(Dataset entries)
---
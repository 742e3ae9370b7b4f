// Copyright (c) 2025 Jonathan Fontanez
// SPDX-License-Identifier: BUSL-1.1

//! FrameBuffer - pooled, reference-counted image buffers.
//!
//! A [`FrameBuffer`] is the unit of data that flows through the graph. It
//! carries an explicit claim count (`retain`/`release`) that is independent
//! of how many Rust handles exist: cloning a `FrameBuffer` clones the handle,
//! not the claim. When the claim count reaches zero a pool-owned buffer
//! returns to its pool for reuse; an externally wrapped buffer runs its
//! owner-supplied teardown hook instead.

use std::sync::atomic::{AtomicU64, AtomicUsize, Ordering};
use std::sync::{Arc, Weak};

use parking_lot::Mutex;
use serde::{Deserialize, Serialize};

use crate::core::pool::PoolShared;

/// Pixel format of a frame buffer.
#[derive(Debug, Clone, Copy, PartialEq, Eq, Hash, Serialize, Deserialize)]
pub enum PixelFormat {
    Rgba8Unorm,
    Bgra8Unorm,
    R8Unorm,
}

impl PixelFormat {
    pub fn bytes_per_pixel(self) -> usize {
        match self {
            PixelFormat::Rgba8Unorm | PixelFormat::Bgra8Unorm => 4,
            PixelFormat::R8Unorm => 1,
        }
    }
}

/// Display orientation carried alongside the pixel data.
#[derive(Debug, Clone, Copy, Default, PartialEq, Eq, Hash, Serialize, Deserialize)]
pub enum Orientation {
    #[default]
    Portrait,
    PortraitUpsideDown,
    LandscapeLeft,
    LandscapeRight,
}

/// Size/format/orientation key describing a frame buffer.
///
/// Descriptor equality (not buffer identity) is what the pool matches on
/// when looking for a reusable buffer.
#[derive(Debug, Clone, Copy, PartialEq, Eq, Hash, Serialize, Deserialize)]
pub struct BufferDescriptor {
    pub width: u32,
    pub height: u32,
    pub format: PixelFormat,
    pub orientation: Orientation,
}

impl BufferDescriptor {
    pub fn new(width: u32, height: u32) -> Self {
        Self {
            width,
            height,
            format: PixelFormat::Rgba8Unorm,
            orientation: Orientation::Portrait,
        }
    }

    pub fn with_format(mut self, format: PixelFormat) -> Self {
        self.format = format;
        self
    }

    pub fn with_orientation(mut self, orientation: Orientation) -> Self {
        self.orientation = orientation;
        self
    }

    /// Size of the backing pixel storage in bytes.
    pub fn byte_len(&self) -> usize {
        self.width as usize * self.height as usize * self.format.bytes_per_pixel()
    }
}

/// Process-unique identity of a buffer, stable across pool reuse.
#[derive(Debug, Clone, Copy, PartialEq, Eq, Hash, Serialize, Deserialize)]
pub struct BufferId(u64);

static NEXT_BUFFER_ID: AtomicU64 = AtomicU64::new(0);

impl BufferId {
    pub(crate) fn next() -> Self {
        Self(NEXT_BUFFER_ID.fetch_add(1, Ordering::Relaxed))
    }
}

type TeardownFn = Box<dyn FnOnce() + Send>;

pub(crate) enum Backing {
    /// CPU pixel storage owned by the buffer (pool-managed lifecycle).
    Pooled(Mutex<Box<[u8]>>),
    /// Externally supplied memory identified by an opaque native handle.
    /// Never returned to a pool; the teardown hook runs once on the final
    /// release.
    External {
        native_handle: u64,
        teardown: Mutex<Option<TeardownFn>>,
    },
}

pub(crate) struct BufferInner {
    pub(crate) id: BufferId,
    pub(crate) descriptor: BufferDescriptor,
    pub(crate) refcount: AtomicUsize,
    pub(crate) timestamp_ns: Mutex<Option<i64>>,
    /// Owning pool; dangling for externally wrapped buffers and after the
    /// pool itself is torn down.
    pub(crate) pool: Weak<PoolShared>,
    pub(crate) backing: Backing,
}

/// Handle to a reference-counted frame buffer.
///
/// Cloning the handle does not take a claim; callers that intend to read or
/// hold the buffer pair exactly one [`retain`](FrameBuffer::retain) with one
/// later [`release`](FrameBuffer::release).
#[derive(Clone)]
pub struct FrameBuffer {
    pub(crate) inner: Arc<BufferInner>,
}

impl FrameBuffer {
    pub(crate) fn new_pooled(
        descriptor: BufferDescriptor,
        bytes: Box<[u8]>,
        pool: Weak<PoolShared>,
    ) -> Self {
        Self {
            inner: Arc::new(BufferInner {
                id: BufferId::next(),
                descriptor,
                refcount: AtomicUsize::new(1),
                timestamp_ns: Mutex::new(None),
                pool,
                backing: Backing::Pooled(Mutex::new(bytes)),
            }),
        }
    }

    pub(crate) fn from_idle(inner: Arc<BufferInner>) -> Self {
        inner.refcount.store(1, Ordering::Release);
        Self { inner }
    }

    /// Wrap externally owned memory as a frame buffer.
    ///
    /// The claim count starts at 1, held by the caller. Release-to-zero does
    /// not touch any pool; it only invokes the teardown registered with
    /// [`wrap_external_with_teardown`](FrameBuffer::wrap_external_with_teardown),
    /// if any.
    pub fn wrap_external(descriptor: BufferDescriptor, native_handle: u64) -> Self {
        Self {
            inner: Arc::new(BufferInner {
                id: BufferId::next(),
                descriptor,
                refcount: AtomicUsize::new(1),
                timestamp_ns: Mutex::new(None),
                pool: Weak::new(),
                backing: Backing::External {
                    native_handle,
                    teardown: Mutex::new(None),
                },
            }),
        }
    }

    /// Wrap externally owned memory, running `teardown` once on final release.
    pub fn wrap_external_with_teardown(
        descriptor: BufferDescriptor,
        native_handle: u64,
        teardown: impl FnOnce() + Send + 'static,
    ) -> Self {
        Self {
            inner: Arc::new(BufferInner {
                id: BufferId::next(),
                descriptor,
                refcount: AtomicUsize::new(1),
                timestamp_ns: Mutex::new(None),
                pool: Weak::new(),
                backing: Backing::External {
                    native_handle,
                    teardown: Mutex::new(Some(Box::new(teardown))),
                },
            }),
        }
    }

    pub fn id(&self) -> BufferId {
        self.inner.id
    }

    pub fn descriptor(&self) -> BufferDescriptor {
        self.inner.descriptor
    }

    pub fn width(&self) -> u32 {
        self.inner.descriptor.width
    }

    pub fn height(&self) -> u32 {
        self.inner.descriptor.height
    }

    pub fn format(&self) -> PixelFormat {
        self.inner.descriptor.format
    }

    pub fn orientation(&self) -> Orientation {
        self.inner.descriptor.orientation
    }

    /// Monotonic timing tag, if the producer stamped one.
    pub fn timestamp_ns(&self) -> Option<i64> {
        *self.inner.timestamp_ns.lock()
    }

    pub fn set_timestamp_ns(&self, timestamp_ns: i64) {
        *self.inner.timestamp_ns.lock() = Some(timestamp_ns);
    }

    /// Whether this buffer is owned by a pool (as opposed to wrapping
    /// external memory).
    pub fn is_pooled(&self) -> bool {
        matches!(self.inner.backing, Backing::Pooled(_))
    }

    /// Opaque handle of an externally wrapped buffer.
    pub fn native_handle(&self) -> Option<u64> {
        match self.inner.backing {
            Backing::External { native_handle, .. } => Some(native_handle),
            Backing::Pooled(_) => None,
        }
    }

    /// Current number of outstanding claims. Diagnostics and tests only;
    /// the value is stale the moment it is read.
    pub fn refcount(&self) -> usize {
        self.inner.refcount.load(Ordering::Acquire)
    }

    /// Take a claim on the buffer. Must be paired with exactly one later
    /// [`release`](FrameBuffer::release).
    pub fn retain(&self) {
        self.inner.refcount.fetch_add(1, Ordering::Relaxed);
    }

    /// Drop one claim. At exactly zero the buffer returns to its owning
    /// pool, or, for externally wrapped buffers, runs the teardown hook.
    ///
    /// Releasing more times than retained is a defect: it panics in debug
    /// builds and is logged (with the count pinned at zero) in release
    /// builds.
    pub fn release(&self) {
        let mut current = self.inner.refcount.load(Ordering::Acquire);
        loop {
            if current == 0 {
                debug_assert!(
                    false,
                    "frame buffer {:?} released more times than it was retained",
                    self.inner.id
                );
                tracing::error!(
                    buffer = ?self.inner.id,
                    "refcount underflow: release without a matching retain"
                );
                return;
            }
            match self.inner.refcount.compare_exchange_weak(
                current,
                current - 1,
                Ordering::AcqRel,
                Ordering::Acquire,
            ) {
                Ok(_) => break,
                Err(observed) => current = observed,
            }
        }
        if current == 1 {
            self.finalize();
        }
    }

    /// Read access to the pixel storage. Returns `None` for externally
    /// wrapped buffers, whose memory the engine cannot address.
    pub fn map_read<R>(&self, f: impl FnOnce(&[u8]) -> R) -> Option<R> {
        match &self.inner.backing {
            Backing::Pooled(bytes) => Some(f(&bytes.lock())),
            Backing::External { .. } => None,
        }
    }

    /// Write access to the pixel storage. Returns `None` for externally
    /// wrapped buffers.
    pub fn map_write<R>(&self, f: impl FnOnce(&mut [u8]) -> R) -> Option<R> {
        match &self.inner.backing {
            Backing::Pooled(bytes) => Some(f(&mut bytes.lock())),
            Backing::External { .. } => None,
        }
    }

    fn finalize(&self) {
        if let Some(pool) = self.inner.pool.upgrade() {
            pool.recycle(Arc::clone(&self.inner));
            return;
        }
        match &self.inner.backing {
            Backing::External { teardown, .. } => {
                if let Some(hook) = teardown.lock().take() {
                    hook();
                }
            }
            Backing::Pooled(_) => {
                // Pool already torn down; storage is freed when the last
                // handle drops.
                tracing::trace!(buffer = ?self.inner.id, "released into a torn-down pool");
            }
        }
    }
}

impl std::fmt::Debug for FrameBuffer {
    fn fmt(&self, f: &mut std::fmt::Formatter<'_>) -> std::fmt::Result {
        f.debug_struct("FrameBuffer")
            .field("id", &self.inner.id)
            .field("descriptor", &self.inner.descriptor)
            .field("refcount", &self.refcount())
            .field("pooled", &self.is_pooled())
            .finish()
    }
}
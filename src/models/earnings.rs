use chrono::{DateTime, Utc};
use serde::{Deserialize, Serialize};

/// Earnings event as returned by the calendar endpoint.
///
/// The wire shape is camelCase JSON with `eventAt` carried as epoch
/// milliseconds. EPS, revenue and icon fields are not used by the ranking
/// pipeline and pass through unmodified.
#[derive(Debug, Clone, Serialize, Deserialize)]
#[serde(rename_all = "camelCase")]
pub struct EarningsEvent {
    pub id: String,
    pub ticker: String,
    pub company_name: String,
    #[serde(with = "chrono::serde::ts_milliseconds")]
    pub event_at: DateTime<Utc>,
    #[serde(skip_serializing_if = "Option::is_none")]
    pub market_cap: Option<f64>,
    #[serde(skip_serializing_if = "Option::is_none")]
    pub eps: Option<f64>,
    #[serde(skip_serializing_if = "Option::is_none")]
    pub eps_est: Option<f64>,
    #[serde(skip_serializing_if = "Option::is_none")]
    pub revenue: Option<f64>,
    #[serde(skip_serializing_if = "Option::is_none")]
    pub revenue_est: Option<f64>,
    #[serde(skip_serializing_if = "Option::is_none")]
    pub icon_url: Option<String>,
}

impl EarningsEvent {
    /// Market cap used for ranking; events without one rank as zero.
    pub fn ranking_cap(&self) -> f64 {
        self.market_cap.unwrap_or(0.0)
    }
}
---
Work to be completed -
Could you find every line in the records above that contains the word "Acquire" and copy it?

Solution for this problem -
        self.inner.refcount.load(Ordering::Acquire)
        let mut current = self.inner.refcount.load(Ordering::Acquire);
                Ordering::Acquire,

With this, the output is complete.